Much of the following discussion is taken from National Resources Defense Council's (NRDC) report Testing the Waters, A Guide to Water Quality at Vacation Beaches, June 2014. NRDC's report evaluates beach monitoring data relative to EPA's recommended Beach Action Value (BAV). The BAV is a more protective threshold than the national allowable bacteria levels used in previous years to trigger beach advisories. The EPA considers the BAV to be a "conservative, precautionary tool for making beach notification decisions."
NRDC ranked Louisiana 26th in Beachwater Quality (out of 30 states). 19% of samples exceeded EPA's new BAV standards for designated beach areas in 2013.
While most of Louisiana's coastline consists of wetlands, coastal beaches line nearly 30 miles of Gulf of Mexico and estuarine shoreline, including beaches on the barrier island Grand Isle as well as some near the Texas border and on the shore of the Lake Pontchartrain estuary. The state's coastal monitoring program is administered by the Louisiana Department of Health and Hospitals (LDHH).
Louisiana beaches have a wide range of salinity conditions, and most are relatively remote from urban runoff. These factors reduce the direct association between environmental conditions and enterococci densities and make the use of predictive models very difficult. Using data collected between 2004 and 2009, the LDHH Center for Environmental Health Services (CEHS) performed a study to determine how indicator organism density was influenced by environmental factors at Louisiana coastal beaches. Researchers found that environmental factors explained only a small fraction of the total variability in indicator organism density, and thus statistical models of environmental variable-indicator organism relationships were not sufficient to be used as predictive models on which to base precautionary advisories.
In 2011, Louisiana BEACH program managers conducted a similar analysis of data collected during the 2011 monitoring season. Like the 2009 study, the LDHH found the relationship between environmental variables and enterococci density changed from year to year, and that the enterococci density was not explained by differences in environmental variables. Because of the large year-to-year differences in enterococci densities and annual variance within beach segments, and annual differences in the relationship between enterococci density and the environmental variables, the study's authors concluded that developing useful predictive models that go beyond finding a general pattern of environmental conditions that are associated with higher/lower enterococci densities is not possible for Louisiana's more remote beaches.
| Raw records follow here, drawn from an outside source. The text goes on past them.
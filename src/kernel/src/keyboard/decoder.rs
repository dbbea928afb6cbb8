//! Scancode state machine.

use super::scancode::{self, extended};
use minios_common::Modifiers;

/// A decoded key press that the command line acts on.
#[derive(Debug, Clone, Copy, PartialEq, Eq)]
pub enum KeyEvent {
    /// A printable character.
    Char(u8),
    /// Delete the character left of the cursor.
    Backspace,
    /// Submit the current line.
    Enter,
    /// Recall the previous history entry.
    HistoryOlder,
    /// Recall the next history entry.
    HistoryNewer,
}

/// Modifier, lock and prefix state carried between scancode bytes.
#[derive(Debug, Clone, Copy, PartialEq, Eq, Default)]
pub struct ModifierState {
    modifiers: Modifiers,
    extended_pending: bool,
}

impl ModifierState {
    /// Current modifier and lock flags.
    pub fn modifiers(&self) -> Modifiers {
        self.modifiers
    }

    /// Whether the previous byte was an `0xE0` prefix.
    pub fn extended_pending(&self) -> bool {
        self.extended_pending
    }

    /// Shift held.
    pub fn shift(&self) -> bool {
        self.modifiers.contains(Modifiers::SHIFT)
    }

    /// Caps lock engaged.
    pub fn caps_lock(&self) -> bool {
        self.modifiers.contains(Modifiers::CAPS_LOCK)
    }
}

/// Decodes set-1 scancodes one byte at a time.
#[derive(Debug, Default)]
pub struct KeyboardDecoder {
    state: ModifierState,
}

impl KeyboardDecoder {
    /// Creates a decoder in the power-on state (num lock on, nothing held).
    pub fn new() -> Self {
        Self::default()
    }

    /// The modifier state accumulated so far.
    pub fn state(&self) -> &ModifierState {
        &self.state
    }

    /// Current modifier and lock flags.
    pub fn modifiers(&self) -> Modifiers {
        self.state.modifiers
    }

    /// Consumes one scancode byte.
    ///
    /// Returns the key event it completes, if any. Prefix bytes, modifier
    /// and lock keys, releases, and unmapped keys all yield `None`.
    pub fn consume(&mut self, byte: u8) -> Option<KeyEvent> {
        if byte == scancode::EXTENDED_PREFIX {
            self.state.extended_pending = true;
            return None;
        }

        let extended = core::mem::take(&mut self.state.extended_pending);
        let released = byte & scancode::RELEASE_BIT != 0;
        let code = byte & !scancode::RELEASE_BIT;

        if let Some(modifier) = held_modifier(code) {
            self.state.modifiers.set(modifier, !released);
            return None;
        }

        if let Some(lock) = lock_key(code) {
            if !released {
                self.state.modifiers.toggle(lock);
                log::trace!("lock toggled: {:?}", self.state.modifiers & Modifiers::LOCKS);
            }
            return None;
        }

        if released {
            return None;
        }

        if extended {
            return match code {
                scancode::ENTER => Some(KeyEvent::Enter),
                extended::KEYPAD_SLASH => Some(KeyEvent::Char(b'/')),
                extended::UP => Some(KeyEvent::HistoryOlder),
                extended::DOWN => Some(KeyEvent::HistoryNewer),
                _ => None,
            };
        }

        match code {
            scancode::BACKSPACE => Some(KeyEvent::Backspace),
            scancode::ENTER => Some(KeyEvent::Enter),
            _ => self.resolve(code).map(KeyEvent::Char),
        }
    }

    /// Applies the layout tables and caps lock to a make code.
    fn resolve(&self, code: u8) -> Option<u8> {
        let c = scancode::lookup(code, self.state.shift())?;
        // Caps lock inverts letter case on top of shift.
        if self.state.caps_lock() && c.is_ascii_alphabetic() {
            Some(c ^ 0x20)
        } else {
            Some(c)
        }
    }
}

/// Momentary modifier driven by `code`, with or without the extended prefix.
fn held_modifier(code: u8) -> Option<Modifiers> {
    match code {
        scancode::LEFT_SHIFT | scancode::RIGHT_SHIFT => Some(Modifiers::SHIFT),
        scancode::LEFT_CTRL => Some(Modifiers::CTRL),
        scancode::LEFT_ALT => Some(Modifiers::ALT),
        _ => None,
    }
}

/// Lock flag toggled by `code`.
fn lock_key(code: u8) -> Option<Modifiers> {
    match code {
        scancode::CAPS_LOCK => Some(Modifiers::CAPS_LOCK),
        scancode::NUM_LOCK => Some(Modifiers::NUM_LOCK),
        scancode::SCROLL_LOCK => Some(Modifiers::SCROLL_LOCK),
        _ => None,
    }
}

#[cfg(test)]
mod tests {
    use super::*;
    use crate::keyboard::scancode::{
        BACKSPACE, CAPS_LOCK, ENTER, EXTENDED_PREFIX, LEFT_CTRL, LEFT_SHIFT, NUM_LOCK,
        RELEASE_BIT, RIGHT_SHIFT,
    };

    const KEY_A: u8 = 0x1E;
    const KEY_1: u8 = 0x02;

    fn feed(decoder: &mut KeyboardDecoder, bytes: &[u8]) -> Option<KeyEvent> {
        let mut last = None;
        for &byte in bytes {
            last = decoder.consume(byte);
        }
        last
    }

    #[test]
    fn plain_letter() {
        let mut decoder = KeyboardDecoder::new();
        assert_eq!(decoder.consume(KEY_A), Some(KeyEvent::Char(b'a')));
    }

    #[test]
    fn releases_of_ordinary_keys_produce_nothing() {
        let mut decoder = KeyboardDecoder::new();
        let before = *decoder.state();
        for code in 0x01..0x59u8 {
            if held_modifier(code).is_some() || lock_key(code).is_some() {
                continue;
            }
            assert_eq!(decoder.consume(code | RELEASE_BIT), None, "code {:#x}", code);
        }
        assert_eq!(*decoder.state(), before);
    }

    #[test]
    fn caps_lock_toggles_on_press_edge_only() {
        let mut decoder = KeyboardDecoder::new();
        assert!(!decoder.state().caps_lock());

        decoder.consume(CAPS_LOCK);
        assert!(decoder.state().caps_lock());
        decoder.consume(CAPS_LOCK | RELEASE_BIT);
        assert!(decoder.state().caps_lock());
        decoder.consume(CAPS_LOCK);
        assert!(!decoder.state().caps_lock());
        decoder.consume(CAPS_LOCK | RELEASE_BIT);
        decoder.consume(CAPS_LOCK);
        assert!(decoder.state().caps_lock());
    }

    #[test]
    fn shift_and_caps_combinations() {
        // neither
        let mut decoder = KeyboardDecoder::new();
        assert_eq!(decoder.consume(KEY_A), Some(KeyEvent::Char(b'a')));

        // shift only
        let mut decoder = KeyboardDecoder::new();
        decoder.consume(LEFT_SHIFT);
        assert_eq!(decoder.consume(KEY_A), Some(KeyEvent::Char(b'A')));

        // caps only
        let mut decoder = KeyboardDecoder::new();
        feed(&mut decoder, &[CAPS_LOCK, CAPS_LOCK | RELEASE_BIT]);
        assert_eq!(decoder.consume(KEY_A), Some(KeyEvent::Char(b'A')));

        // shift + caps
        let mut decoder = KeyboardDecoder::new();
        feed(&mut decoder, &[CAPS_LOCK, CAPS_LOCK | RELEASE_BIT, RIGHT_SHIFT]);
        assert_eq!(decoder.consume(KEY_A), Some(KeyEvent::Char(b'a')));
    }

    #[test]
    fn caps_lock_leaves_symbols_alone() {
        let mut decoder = KeyboardDecoder::new();
        decoder.consume(CAPS_LOCK);
        assert_eq!(decoder.consume(KEY_1), Some(KeyEvent::Char(b'1')));
        decoder.consume(LEFT_SHIFT);
        assert_eq!(decoder.consume(KEY_1), Some(KeyEvent::Char(b'!')));
    }

    #[test]
    fn shift_release_restores_lowercase() {
        let mut decoder = KeyboardDecoder::new();
        decoder.consume(LEFT_SHIFT);
        assert!(decoder.state().shift());
        decoder.consume(LEFT_SHIFT | RELEASE_BIT);
        assert!(!decoder.state().shift());
        assert_eq!(decoder.consume(KEY_A), Some(KeyEvent::Char(b'a')));
    }

    #[test]
    fn control_keys_fire_on_press_only() {
        let mut decoder = KeyboardDecoder::new();
        assert_eq!(decoder.consume(BACKSPACE), Some(KeyEvent::Backspace));
        assert_eq!(decoder.consume(BACKSPACE | RELEASE_BIT), None);
        assert_eq!(decoder.consume(ENTER), Some(KeyEvent::Enter));
        assert_eq!(decoder.consume(ENTER | RELEASE_BIT), None);
    }

    #[test]
    fn extended_prefix_is_consumed_silently() {
        let mut decoder = KeyboardDecoder::new();
        assert_eq!(decoder.consume(EXTENDED_PREFIX), None);
        assert!(decoder.state().extended_pending());
        assert_eq!(decoder.consume(extended::UP), Some(KeyEvent::HistoryOlder));
        assert!(!decoder.state().extended_pending());
        // The prefix applied to one byte only: 0x48 alone is keypad 8, unmapped.
        assert_eq!(decoder.consume(extended::UP), None);
    }

    #[test]
    fn extended_modifier_clears_prefix() {
        let mut decoder = KeyboardDecoder::new();
        feed(&mut decoder, &[EXTENDED_PREFIX, LEFT_CTRL]);
        assert!(decoder.modifiers().contains(Modifiers::CTRL));
        assert!(!decoder.state().extended_pending());
        feed(&mut decoder, &[EXTENDED_PREFIX, LEFT_CTRL | RELEASE_BIT]);
        assert!(!decoder.modifiers().contains(Modifiers::CTRL));
    }

    #[test]
    fn extended_release_produces_nothing() {
        let mut decoder = KeyboardDecoder::new();
        assert_eq!(feed(&mut decoder, &[EXTENDED_PREFIX, extended::UP | RELEASE_BIT]), None);
        assert!(!decoder.state().extended_pending());
    }

    #[test]
    fn keypad_enter_and_slash() {
        let mut decoder = KeyboardDecoder::new();
        assert_eq!(feed(&mut decoder, &[EXTENDED_PREFIX, ENTER]), Some(KeyEvent::Enter));
        assert_eq!(
            feed(&mut decoder, &[EXTENDED_PREFIX, extended::KEYPAD_SLASH]),
            Some(KeyEvent::Char(b'/'))
        );
    }

    #[test]
    fn num_lock_starts_on() {
        let mut decoder = KeyboardDecoder::new();
        assert!(decoder.modifiers().contains(Modifiers::NUM_LOCK));
        decoder.consume(NUM_LOCK);
        assert!(!decoder.modifiers().contains(Modifiers::NUM_LOCK));
    }
}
It may be possible to create a reliable predictive model for beaches near urban areas, such as the Lake Charles beaches, when additional monitoring data are available for analysis.
Monitoring is conducted from the beginning of April through the end of October. The LDHH determines sampling practices, locations, standards, and notification protocols and practices at Louisiana beaches monitored through the BEACH Act. Samples are collected 6 to 12 inches below the surface in water approximately 3 feet deep. Levels of beach use and perceptions of water quality determine monitoring priorities. Monitoring frequency does not increase after a beach is placed under advisory unless the contamination source has been identified and corrected, in which case more intensive sampling may be conducted.
The LDHH issues beach advisories based on water quality but does not have the authority to close a beach. Local governments, however, can issue closings. Water quality standards are not met if any of the following are exceeded: an enterococcus single-sample maximum standard of 104 mpn/100 ml, an enterococcus geometric mean of 35 mpn/100 ml for samples taken over a 30-day period, or a fecal coliform geometric mean of 200 mpn/100 ml for samples taken over a 30-day period. Multiple samples are sometimes taken during a sampling event, and when they are, the results are averaged before comparison with the standard. An exceedance of any of these three standards can trigger an advisory. The public is notified about advisories through the LDHH beach advisory website, press releases, and signs posted at the beach.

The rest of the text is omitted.